**Exercise instructions**
Search the entries below. Return every line that has "contains" in it.

**Dataset entries**
^^^^^^^^

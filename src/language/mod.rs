//! Supported languages and script helpers
//!
//! Every feature of the hub works over the same ten languages. The table
//! here is the single source for codes, English names, native names and
//! writing direction.

pub mod classifier;

pub use classifier::{decide, is_english_text, LanguageDecision};

use once_cell::sync::Lazy;
use regex::Regex;

/// Writing direction of a language's script
#[derive(Debug, Clone, Copy, PartialEq, Eq)]
pub enum Direction {
    Ltr,
    Rtl,
}

/// A language the hub can translate, speak or display its UI in
#[derive(Debug, Clone, Copy, PartialEq, Eq)]
pub struct Language {
    pub code: &'static str,
    pub name: &'static str,
    pub native: &'static str,
    pub direction: Direction,
}

/// Code of the language used for the accent override
pub const ENGLISH: &str = "en";

pub static LANGUAGES: &[Language] = &[
    Language {
        code: "en",
        name: "English",
        native: "English",
        direction: Direction::Ltr,
    },
    Language {
        code: "ku-sorani",
        name: "Kurdish (Sorani)",
        native: "کوردی",
        direction: Direction::Rtl,
    },
    Language {
        code: "ku-badini",
        name: "Kurdish (Badini)",
        native: "بادینی",
        direction: Direction::Rtl,
    },
    Language {
        code: "de",
        name: "German",
        native: "Deutsch",
        direction: Direction::Ltr,
    },
    Language {
        code: "ar",
        name: "Arabic",
        native: "العربية",
        direction: Direction::Rtl,
    },
    Language {
        code: "tr",
        name: "Turkish",
        native: "Türkçe",
        direction: Direction::Ltr,
    },
    Language {
        code: "fa",
        name: "Farsi",
        native: "فارسی",
        direction: Direction::Rtl,
    },
    Language {
        code: "fr",
        name: "French",
        native: "Français",
        direction: Direction::Ltr,
    },
    Language {
        code: "es",
        name: "Spanish",
        native: "Español",
        direction: Direction::Ltr,
    },
    Language {
        code: "it",
        name: "Italian",
        native: "Italiano",
        direction: Direction::Ltr,
    },
];

/// Arabic block, used by Sorani, Badini, Arabic and Farsi
static ARABIC_SCRIPT: Lazy<Regex> =
    Lazy::new(|| Regex::new(r"[\x{0600}-\x{06FF}]").expect("static regex is valid"));

/// Look up a language by its code
pub fn find_language(code: &str) -> Option<&'static Language> {
    LANGUAGES.iter().find(|lang| lang.code == code)
}

/// English name for a code, "English" when the code is unknown
pub fn language_name(code: &str) -> &'static str {
    find_language(code).map_or("English", |lang| lang.name)
}

/// Whether the UI should be laid out right-to-left for this language
pub fn is_rtl_language(code: &str) -> bool {
    code.contains("ku") || code == "ar" || code == "fa"
}

/// Whether the text contains any Arabic-script characters
pub fn is_rtl_text(text: &str) -> bool {
    ARABIC_SCRIPT.is_match(text)
}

^^^^^^^^

**Result of this task**
    code.contains("ku") || code == "ar" || code == "fa"
/// Whether the text contains any Arabic-script characters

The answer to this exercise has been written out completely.